*TASK GOAL:* When you reach the line in the listing below that contains "records.insert(record.phone_number.clone(), record.clone());", begin returning lines exactly as written, and stop after the line that contains "Some(stored)". Return no other lines.

*RECORD SET:*
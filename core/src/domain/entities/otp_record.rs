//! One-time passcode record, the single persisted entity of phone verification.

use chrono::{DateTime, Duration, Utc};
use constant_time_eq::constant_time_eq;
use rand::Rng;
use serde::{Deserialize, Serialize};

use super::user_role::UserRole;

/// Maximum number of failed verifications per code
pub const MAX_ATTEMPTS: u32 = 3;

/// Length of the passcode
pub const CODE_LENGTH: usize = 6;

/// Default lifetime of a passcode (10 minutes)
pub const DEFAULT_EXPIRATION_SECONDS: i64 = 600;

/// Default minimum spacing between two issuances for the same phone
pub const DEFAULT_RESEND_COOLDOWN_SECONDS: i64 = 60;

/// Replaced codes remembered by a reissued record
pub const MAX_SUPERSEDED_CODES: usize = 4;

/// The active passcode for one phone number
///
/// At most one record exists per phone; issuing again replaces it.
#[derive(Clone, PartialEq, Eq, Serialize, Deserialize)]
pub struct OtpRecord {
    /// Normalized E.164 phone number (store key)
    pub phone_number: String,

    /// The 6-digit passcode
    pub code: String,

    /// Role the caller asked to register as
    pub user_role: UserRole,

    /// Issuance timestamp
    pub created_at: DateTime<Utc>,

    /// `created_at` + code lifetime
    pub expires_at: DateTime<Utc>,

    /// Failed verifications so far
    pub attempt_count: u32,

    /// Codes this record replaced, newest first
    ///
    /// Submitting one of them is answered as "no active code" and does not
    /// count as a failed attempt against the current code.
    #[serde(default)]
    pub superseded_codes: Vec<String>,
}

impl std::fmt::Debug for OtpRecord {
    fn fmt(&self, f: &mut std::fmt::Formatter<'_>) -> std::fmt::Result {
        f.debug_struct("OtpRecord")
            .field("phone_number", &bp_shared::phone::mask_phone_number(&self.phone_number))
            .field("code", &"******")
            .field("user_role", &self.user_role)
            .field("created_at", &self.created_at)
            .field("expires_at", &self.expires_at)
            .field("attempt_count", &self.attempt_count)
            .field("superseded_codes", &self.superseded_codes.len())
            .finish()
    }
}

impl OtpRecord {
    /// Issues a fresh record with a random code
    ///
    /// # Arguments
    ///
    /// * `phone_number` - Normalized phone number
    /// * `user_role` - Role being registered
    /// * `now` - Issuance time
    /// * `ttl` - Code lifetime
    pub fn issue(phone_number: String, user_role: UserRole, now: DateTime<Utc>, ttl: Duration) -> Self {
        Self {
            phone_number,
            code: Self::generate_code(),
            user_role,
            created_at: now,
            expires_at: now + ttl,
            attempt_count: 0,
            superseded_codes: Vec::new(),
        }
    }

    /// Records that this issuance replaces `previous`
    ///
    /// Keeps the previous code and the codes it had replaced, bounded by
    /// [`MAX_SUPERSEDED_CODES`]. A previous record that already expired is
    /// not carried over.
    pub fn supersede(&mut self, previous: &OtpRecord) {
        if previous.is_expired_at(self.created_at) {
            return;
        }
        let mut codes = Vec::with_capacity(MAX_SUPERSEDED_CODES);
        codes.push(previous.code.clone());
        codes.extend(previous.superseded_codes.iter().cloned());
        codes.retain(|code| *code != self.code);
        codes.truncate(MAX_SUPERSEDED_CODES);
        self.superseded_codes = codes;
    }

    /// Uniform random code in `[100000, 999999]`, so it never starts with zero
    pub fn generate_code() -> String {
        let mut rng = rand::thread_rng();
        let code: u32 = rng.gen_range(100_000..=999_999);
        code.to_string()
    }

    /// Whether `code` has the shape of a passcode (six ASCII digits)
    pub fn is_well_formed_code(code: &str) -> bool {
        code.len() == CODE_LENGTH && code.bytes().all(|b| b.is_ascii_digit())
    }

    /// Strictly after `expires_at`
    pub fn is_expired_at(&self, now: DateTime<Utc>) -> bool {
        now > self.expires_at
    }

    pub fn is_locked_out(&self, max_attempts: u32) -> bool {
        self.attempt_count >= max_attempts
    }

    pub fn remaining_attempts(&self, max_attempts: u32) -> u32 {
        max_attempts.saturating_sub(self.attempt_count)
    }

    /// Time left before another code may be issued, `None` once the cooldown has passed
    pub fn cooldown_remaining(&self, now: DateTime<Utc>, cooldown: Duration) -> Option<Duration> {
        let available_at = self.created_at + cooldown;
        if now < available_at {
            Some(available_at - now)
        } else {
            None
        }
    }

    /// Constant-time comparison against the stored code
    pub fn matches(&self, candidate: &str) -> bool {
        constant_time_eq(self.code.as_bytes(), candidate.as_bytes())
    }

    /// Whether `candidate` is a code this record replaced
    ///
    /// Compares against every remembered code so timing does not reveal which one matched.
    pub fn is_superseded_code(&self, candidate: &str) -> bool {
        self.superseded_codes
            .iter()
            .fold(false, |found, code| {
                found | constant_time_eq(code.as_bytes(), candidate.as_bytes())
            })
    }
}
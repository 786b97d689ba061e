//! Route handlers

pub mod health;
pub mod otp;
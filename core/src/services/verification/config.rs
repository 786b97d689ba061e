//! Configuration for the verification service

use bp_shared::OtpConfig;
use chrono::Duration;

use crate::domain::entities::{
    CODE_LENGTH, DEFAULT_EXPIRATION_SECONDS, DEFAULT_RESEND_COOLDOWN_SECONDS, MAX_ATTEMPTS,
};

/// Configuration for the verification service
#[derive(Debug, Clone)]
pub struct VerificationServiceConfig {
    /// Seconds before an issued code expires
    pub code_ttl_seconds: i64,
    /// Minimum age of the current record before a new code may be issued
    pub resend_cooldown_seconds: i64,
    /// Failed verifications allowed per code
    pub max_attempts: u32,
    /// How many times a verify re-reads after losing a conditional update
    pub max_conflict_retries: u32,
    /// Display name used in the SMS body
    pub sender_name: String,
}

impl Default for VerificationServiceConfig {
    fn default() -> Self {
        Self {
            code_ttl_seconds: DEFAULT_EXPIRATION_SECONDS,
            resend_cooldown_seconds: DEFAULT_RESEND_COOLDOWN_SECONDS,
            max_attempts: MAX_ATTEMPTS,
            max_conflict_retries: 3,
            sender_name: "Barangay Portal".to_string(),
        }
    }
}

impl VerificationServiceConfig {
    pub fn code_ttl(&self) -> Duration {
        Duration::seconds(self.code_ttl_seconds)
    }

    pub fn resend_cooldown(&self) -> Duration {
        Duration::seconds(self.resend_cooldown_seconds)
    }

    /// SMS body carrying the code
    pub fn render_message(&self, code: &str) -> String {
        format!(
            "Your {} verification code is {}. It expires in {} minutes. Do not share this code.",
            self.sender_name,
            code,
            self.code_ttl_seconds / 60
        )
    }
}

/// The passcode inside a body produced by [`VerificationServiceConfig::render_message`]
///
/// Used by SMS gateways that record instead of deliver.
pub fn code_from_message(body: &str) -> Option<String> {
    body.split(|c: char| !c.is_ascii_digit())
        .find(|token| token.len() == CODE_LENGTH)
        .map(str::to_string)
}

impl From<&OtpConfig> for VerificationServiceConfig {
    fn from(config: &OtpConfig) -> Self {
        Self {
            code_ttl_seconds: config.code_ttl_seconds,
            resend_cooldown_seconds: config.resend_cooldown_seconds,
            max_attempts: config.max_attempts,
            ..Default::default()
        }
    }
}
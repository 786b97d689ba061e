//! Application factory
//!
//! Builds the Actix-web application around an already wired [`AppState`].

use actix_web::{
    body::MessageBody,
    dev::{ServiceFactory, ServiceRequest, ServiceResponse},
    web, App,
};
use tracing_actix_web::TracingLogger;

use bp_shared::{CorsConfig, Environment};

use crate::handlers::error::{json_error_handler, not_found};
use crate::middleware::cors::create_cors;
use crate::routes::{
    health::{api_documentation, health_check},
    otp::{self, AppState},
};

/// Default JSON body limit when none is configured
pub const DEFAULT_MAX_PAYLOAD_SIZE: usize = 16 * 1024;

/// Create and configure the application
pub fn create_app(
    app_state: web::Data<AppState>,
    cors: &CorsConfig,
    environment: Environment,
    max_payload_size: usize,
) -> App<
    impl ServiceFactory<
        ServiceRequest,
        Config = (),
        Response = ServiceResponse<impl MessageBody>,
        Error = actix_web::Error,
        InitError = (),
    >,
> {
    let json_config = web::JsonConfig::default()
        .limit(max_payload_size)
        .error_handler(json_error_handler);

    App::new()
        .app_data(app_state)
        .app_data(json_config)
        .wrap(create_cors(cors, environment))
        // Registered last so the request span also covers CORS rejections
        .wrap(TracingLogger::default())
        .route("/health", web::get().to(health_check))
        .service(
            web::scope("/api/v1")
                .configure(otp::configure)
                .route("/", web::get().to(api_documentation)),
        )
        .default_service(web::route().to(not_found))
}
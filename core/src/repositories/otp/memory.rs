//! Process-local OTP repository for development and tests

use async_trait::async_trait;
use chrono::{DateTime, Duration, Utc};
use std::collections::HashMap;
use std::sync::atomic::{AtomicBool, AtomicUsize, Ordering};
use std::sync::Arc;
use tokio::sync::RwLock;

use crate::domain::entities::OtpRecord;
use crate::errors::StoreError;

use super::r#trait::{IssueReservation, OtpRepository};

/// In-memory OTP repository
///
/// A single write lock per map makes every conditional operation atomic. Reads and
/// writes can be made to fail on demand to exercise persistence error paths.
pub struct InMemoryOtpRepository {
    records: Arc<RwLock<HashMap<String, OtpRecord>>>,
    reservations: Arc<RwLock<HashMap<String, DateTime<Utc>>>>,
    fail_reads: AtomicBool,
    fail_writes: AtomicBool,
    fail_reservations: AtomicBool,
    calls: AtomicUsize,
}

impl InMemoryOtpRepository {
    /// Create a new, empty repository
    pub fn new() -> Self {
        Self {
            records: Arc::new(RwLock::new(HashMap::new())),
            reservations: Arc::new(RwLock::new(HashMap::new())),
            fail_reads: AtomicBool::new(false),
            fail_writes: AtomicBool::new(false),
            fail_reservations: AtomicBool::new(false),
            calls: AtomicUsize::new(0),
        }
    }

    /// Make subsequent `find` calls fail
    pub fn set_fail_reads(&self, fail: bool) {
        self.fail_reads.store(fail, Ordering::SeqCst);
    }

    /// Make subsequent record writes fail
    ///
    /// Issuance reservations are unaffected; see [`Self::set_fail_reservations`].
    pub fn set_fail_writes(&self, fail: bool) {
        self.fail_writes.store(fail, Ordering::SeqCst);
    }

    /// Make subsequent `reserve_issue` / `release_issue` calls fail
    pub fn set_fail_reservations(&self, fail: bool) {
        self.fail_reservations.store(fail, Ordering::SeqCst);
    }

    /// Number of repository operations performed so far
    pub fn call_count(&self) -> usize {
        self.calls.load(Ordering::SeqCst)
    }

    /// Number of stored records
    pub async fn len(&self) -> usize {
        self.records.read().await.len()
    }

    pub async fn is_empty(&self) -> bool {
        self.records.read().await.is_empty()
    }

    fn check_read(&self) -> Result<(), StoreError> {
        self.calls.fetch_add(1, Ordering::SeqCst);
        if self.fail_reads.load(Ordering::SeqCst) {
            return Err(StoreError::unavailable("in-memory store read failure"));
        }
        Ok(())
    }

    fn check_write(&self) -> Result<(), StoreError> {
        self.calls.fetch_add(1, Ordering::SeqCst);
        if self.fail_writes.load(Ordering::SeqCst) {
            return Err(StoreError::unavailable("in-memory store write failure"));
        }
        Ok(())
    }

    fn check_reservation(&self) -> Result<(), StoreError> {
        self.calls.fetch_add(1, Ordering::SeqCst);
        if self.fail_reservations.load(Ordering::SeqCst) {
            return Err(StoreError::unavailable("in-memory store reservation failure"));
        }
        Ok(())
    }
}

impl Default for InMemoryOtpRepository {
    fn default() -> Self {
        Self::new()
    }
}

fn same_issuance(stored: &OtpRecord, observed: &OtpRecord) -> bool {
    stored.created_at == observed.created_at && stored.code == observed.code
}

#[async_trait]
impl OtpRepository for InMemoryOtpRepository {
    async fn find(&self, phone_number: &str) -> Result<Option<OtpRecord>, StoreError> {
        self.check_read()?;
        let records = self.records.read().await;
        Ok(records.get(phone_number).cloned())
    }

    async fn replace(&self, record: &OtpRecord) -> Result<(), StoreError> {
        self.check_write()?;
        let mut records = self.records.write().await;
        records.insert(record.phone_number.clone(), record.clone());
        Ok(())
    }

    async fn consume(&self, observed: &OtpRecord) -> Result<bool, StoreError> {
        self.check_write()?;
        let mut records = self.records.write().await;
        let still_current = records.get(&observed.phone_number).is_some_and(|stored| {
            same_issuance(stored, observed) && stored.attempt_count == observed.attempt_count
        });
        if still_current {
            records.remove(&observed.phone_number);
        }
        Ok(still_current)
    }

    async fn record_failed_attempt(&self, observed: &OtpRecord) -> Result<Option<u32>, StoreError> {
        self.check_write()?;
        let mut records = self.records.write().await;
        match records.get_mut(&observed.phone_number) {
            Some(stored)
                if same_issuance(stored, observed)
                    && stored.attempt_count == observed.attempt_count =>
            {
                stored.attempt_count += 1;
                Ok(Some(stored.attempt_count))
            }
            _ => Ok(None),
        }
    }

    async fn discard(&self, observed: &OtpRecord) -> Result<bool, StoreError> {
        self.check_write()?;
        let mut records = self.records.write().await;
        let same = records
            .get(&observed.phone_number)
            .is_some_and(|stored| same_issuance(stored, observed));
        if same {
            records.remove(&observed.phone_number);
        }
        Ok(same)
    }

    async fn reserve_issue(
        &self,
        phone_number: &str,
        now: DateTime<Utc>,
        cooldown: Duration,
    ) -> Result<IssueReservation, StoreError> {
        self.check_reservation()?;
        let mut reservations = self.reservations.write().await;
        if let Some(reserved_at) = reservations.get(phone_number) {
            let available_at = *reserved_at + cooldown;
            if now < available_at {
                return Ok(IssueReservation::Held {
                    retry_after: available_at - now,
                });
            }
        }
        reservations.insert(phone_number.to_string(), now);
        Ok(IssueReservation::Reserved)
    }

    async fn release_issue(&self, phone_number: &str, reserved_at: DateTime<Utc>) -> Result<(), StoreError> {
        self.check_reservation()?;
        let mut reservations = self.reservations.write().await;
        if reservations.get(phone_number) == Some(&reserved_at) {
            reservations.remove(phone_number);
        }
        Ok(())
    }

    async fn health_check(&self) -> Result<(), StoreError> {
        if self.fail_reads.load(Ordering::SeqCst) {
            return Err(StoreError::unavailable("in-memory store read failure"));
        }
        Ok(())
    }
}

*YOUR SOLUTION:*
        records.insert(record.phone_number.clone(), record.clone());
        Ok(())
    }

    async fn consume(&self, observed: &OtpRecord) -> Result<bool, StoreError> {
        self.check_write()?;
        let mut records = self.records.write().await;
        let still_current = records.get(&observed.phone_number).is_some_and(|stored| {
            same_issuance(stored, observed) && stored.attempt_count == observed.attempt_count
        });
        if still_current {
            records.remove(&observed.phone_number);
        }
        Ok(still_current)
    }

    async fn record_failed_attempt(&self, observed: &OtpRecord) -> Result<Option<u32>, StoreError> {
        self.check_write()?;
        let mut records = self.records.write().await;
        match records.get_mut(&observed.phone_number) {
            Some(stored)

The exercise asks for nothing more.